SOURCE INFORMATION:
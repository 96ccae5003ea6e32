//! # Overlay Server
//!
//! The overlay owns the QUIC endpoint of a node. Inbound bi-streams
//! are dispatched on their first frame:
//!
//! - `Open` binds the stream to the per-call session (creating it, and
//!   spawning the RPC handler, on first contact), installs a
//!   stream-relay parent and answers `Accept` once the parent is
//!   registered — that ack is what unblocks the dialing peer's relay
//!   setup. The stream is then drained for the session's lifetime.
//! - `Forward` is the unary verb: one packet in, one ack out, routed
//!   through the session's inbound path.
//!
//! Anything else as a first frame is protocol misuse and terminal for
//! that stream.

use std::collections::HashMap;
use std::sync::Arc;
use std::time::Duration;

use anyhow::{Context, Result, bail};
use async_trait::async_trait;
use quinn::Endpoint;
use tokio::sync::{Mutex, oneshot, watch};
use tracing::{debug, info, trace, warn};

use crate::address::Address;
use crate::connection::ConnectionPool;
use crate::crypto;
use crate::messages::{self, ForwardRequest, Frame, StreamHeader, StreamId};
use crate::relay::{Relay, StreamRelay};
use crate::routing::Router;
use crate::session::Session;

/// Bound on how long the first frame of an inbound stream may take.
const OPEN_READ_TIMEOUT: Duration = Duration::from_secs(10);

/// Per-RPC stream handler, spawned with the session when the first
/// stream of a call reaches this node.
#[async_trait]
pub trait Handler: Send + Sync {
    async fn stream(&self, session: Session) -> Result<()>;
}

/// A node's overlay endpoint. Cheap to clone.
#[derive(Clone)]
pub struct Overlay {
    inner: Arc<OverlayInner>,
}

struct OverlayInner {
    me: Address,
    endpoint: Endpoint,
    router: Arc<dyn Router>,
    pool: ConnectionPool,
    handlers: std::sync::RwLock<HashMap<String, Arc<dyn Handler>>>,
    sessions: Mutex<HashMap<StreamId, Session>>,
    shutdown: watch::Sender<bool>,
}

impl Overlay {
    /// Binds the overlay on `addr` with the given routing strategy and
    /// starts accepting streams.
    pub async fn bind(addr: Address, router: Arc<dyn Router>) -> Result<Overlay> {
        let socket_addr = addr.socket_addr()?;

        let (server_certs, server_key) =
            crypto::generate_node_cert().context("failed to generate node certificate")?;
        let server_config = crypto::create_server_config(server_certs, server_key)?;

        let (client_certs, client_key) =
            crypto::generate_node_cert().context("failed to generate client certificate")?;
        let client_config = crypto::create_client_config(client_certs, client_key)?;

        let endpoint = Endpoint::server(server_config, socket_addr)
            .with_context(|| format!("failed to bind overlay on {}", addr))?;

        let pool = ConnectionPool::new(endpoint.clone(), client_config);
        let (shutdown, _) = watch::channel(false);

        let overlay = Overlay {
            inner: Arc::new(OverlayInner {
                me: addr.clone(),
                endpoint,
                router,
                pool,
                handlers: std::sync::RwLock::new(HashMap::new()),
                sessions: Mutex::new(HashMap::new()),
                shutdown,
            }),
        };

        let accept = overlay.clone();
        tokio::spawn(async move {
            accept.accept_loop().await;
        });

        info!(addr = %addr, "overlay listening");
        Ok(overlay)
    }

    pub fn local_addr(&self) -> &Address {
        &self.inner.me
    }

    pub(crate) fn router(&self) -> Arc<dyn Router> {
        self.inner.router.clone()
    }

    /// The node's connection pool; exposed so consumers can observe
    /// the held-connection balance.
    pub fn pool(&self) -> &ConnectionPool {
        &self.inner.pool
    }

    pub(crate) fn register_handler(&self, uri: &str, handler: Arc<dyn Handler>) -> Result<()> {
        let mut handlers = self.inner.handlers.write().expect("handlers lock poisoned");
        if handlers.contains_key(uri) {
            bail!("rpc {:?} is already registered", uri);
        }
        handlers.insert(uri.to_string(), handler);
        Ok(())
    }

    /// Shuts the overlay down: every live session is closed and the
    /// endpoint drained.
    pub async fn close(&self) {
        self.inner.shutdown.send_replace(true);

        let sessions: Vec<Session> = self.inner.sessions.lock().await.drain().map(|(_, s)| s).collect();
        for session in sessions {
            session.close().await;
        }

        self.inner.endpoint.close(0u32.into(), b"shutdown");
        self.inner.endpoint.wait_idle().await;
        debug!(addr = %self.inner.me, "overlay closed");
    }

    async fn accept_loop(&self) {
        let mut shutdown = self.inner.shutdown.subscribe();

        loop {
            tokio::select! {
                _ = shutdown.changed() => break,
                incoming = self.inner.endpoint.accept() => {
                    let Some(incoming) = incoming else { break };
                    let overlay = self.clone();
                    tokio::spawn(async move {
                        if let Err(err) = overlay.handle_connection(incoming).await {
                            debug!(error = %err, "connection handler ended");
                        }
                    });
                }
            }
        }
    }

    async fn handle_connection(&self, incoming: quinn::Incoming) -> Result<()> {
        let connection = incoming.await.context("failed to accept connection")?;
        let remote = connection.remote_address();
        trace!(remote = %remote, "peer connected");

        loop {
            let stream = match connection.accept_bi().await {
                Ok(stream) => stream,
                Err(quinn::ConnectionError::ApplicationClosed(_))
                | Err(quinn::ConnectionError::LocallyClosed)
                | Err(quinn::ConnectionError::TimedOut) => {
                    trace!(remote = %remote, "connection closed");
                    break Ok(());
                }
                Err(err) => break Err(err.into()),
            };

            let overlay = self.clone();
            tokio::spawn(async move {
                if let Err(err) = overlay.handle_stream(stream).await {
                    debug!(error = %err, "stream handler ended");
                }
            });
        }
    }

    async fn handle_stream(
        &self,
        (mut send, mut recv): (quinn::SendStream, quinn::RecvStream),
    ) -> Result<()> {
        let first = tokio::time::timeout(OPEN_READ_TIMEOUT, messages::read_frame(&mut recv))
            .await
            .context("timed out reading the first frame")??;

        match first {
            Some(Frame::Open(header)) => self.serve_stream(header, send, recv).await,
            Some(Frame::Forward(request)) => self.serve_forward(request, send).await,
            Some(other) => {
                let reply = Frame::Error {
                    message: format!("unexpected first frame: {:?}", other),
                };
                let _ = messages::write_frame(&mut send, &reply).await;
                bail!("protocol misuse: unexpected first frame");
            }
            None => Ok(()),
        }
    }

    /// Binds an inbound relay stream to its session and drains it.
    async fn serve_stream(
        &self,
        header: StreamHeader,
        mut send: quinn::SendStream,
        recv: quinn::RecvStream,
    ) -> Result<()> {
        let table = match self
            .inner
            .router
            .table_from(self.inner.me.clone(), &header.handshake)
        {
            Ok(table) => table,
            Err(err) => {
                let reply = Frame::Error {
                    message: format!("malformed handshake: {}", err),
                };
                let _ = messages::write_frame(&mut send, &reply).await;
                return Err(err).context("malformed handshake");
            }
        };

        let (session, created) = self.get_or_create_session(&header).await;

        if created {
            let handler = self
                .inner
                .handlers
                .read()
                .expect("handlers lock poisoned")
                .get(&header.uri)
                .cloned();

            match handler {
                Some(handler) => {
                    let handler_session = session.clone();
                    let uri = header.uri.clone();
                    tokio::spawn(async move {
                        if let Err(err) = handler.stream(handler_session).await {
                            warn!(uri = %uri, error = %err, "rpc handler failed");
                        }
                    });
                }
                None => {
                    self.inner.sessions.lock().await.remove(&header.stream_id);
                    session.close().await;

                    let reply = Frame::Error {
                        message: format!("no handler for rpc {:?}", header.uri),
                    };
                    let _ = messages::write_frame(&mut send, &reply).await;
                    bail!("no handler for rpc {:?}", header.uri);
                }
            }
        }

        let relay = Arc::new(StreamRelay::new(header.gateway.clone(), send));

        // The parent must be registered before the accept frame goes
        // out, otherwise an immediate forward could find no parent.
        let (ready_tx, ready_rx) = oneshot::channel();
        let listen_session = session.clone();
        let listen_relay: Arc<dyn Relay> = relay.clone();
        let listen_table = table;
        let drain = tokio::spawn(async move {
            listen_session
                .listen(listen_relay, listen_table, recv, ready_tx)
                .await;
        });

        if ready_rx.await.is_ok() {
            relay.send_frame(&Frame::Accept).await.ok();
        }

        let _ = drain.await;

        // Last parent gone: the session has no upstream left and winds
        // down.
        if session.parent_count().await == 0 {
            self.inner.sessions.lock().await.remove(&header.stream_id);
            session.close().await;
        }

        Ok(())
    }

    async fn serve_forward(
        &self,
        request: ForwardRequest,
        mut send: quinn::SendStream,
    ) -> Result<()> {
        let session = self
            .inner
            .sessions
            .lock()
            .await
            .get(&request.stream_id)
            .cloned();

        let reply = match session {
            None => Frame::Error {
                message: format!("no session for rpc {:?}", request.uri),
            },
            Some(session) => match session.recv_packet(&request.from, request.packet).await {
                Ok(ack) => Frame::Ack(ack),
                Err(err) => Frame::Error {
                    message: err.to_string(),
                },
            },
        };

        messages::write_frame(&mut send, &reply).await?;
        send.finish().ok();

        Ok(())
    }

    async fn get_or_create_session(&self, header: &StreamHeader) -> (Session, bool) {
        let mut sessions = self.inner.sessions.lock().await;

        if let Some(session) = sessions.get(&header.stream_id) {
            return (session.clone(), false);
        }

        let session = Session::new(
            self.inner.me.clone(),
            header.uri.clone(),
            header.stream_id,
            self.inner.pool.clone(),
        );
        sessions.insert(header.stream_id, session.clone());

        (session, true)
    }
}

YOUR ASSIGNMENT:
Whenever a line of the listing above holds the word "match", copy that line.

RESULT FOR THIS EXERCISE:
            let stream = match connection.accept_bi().await {
        match first {
        let table = match self
            match handler {
        let reply = match session {
            Some(session) => match session.recv_packet(&request.from, request.packet).await {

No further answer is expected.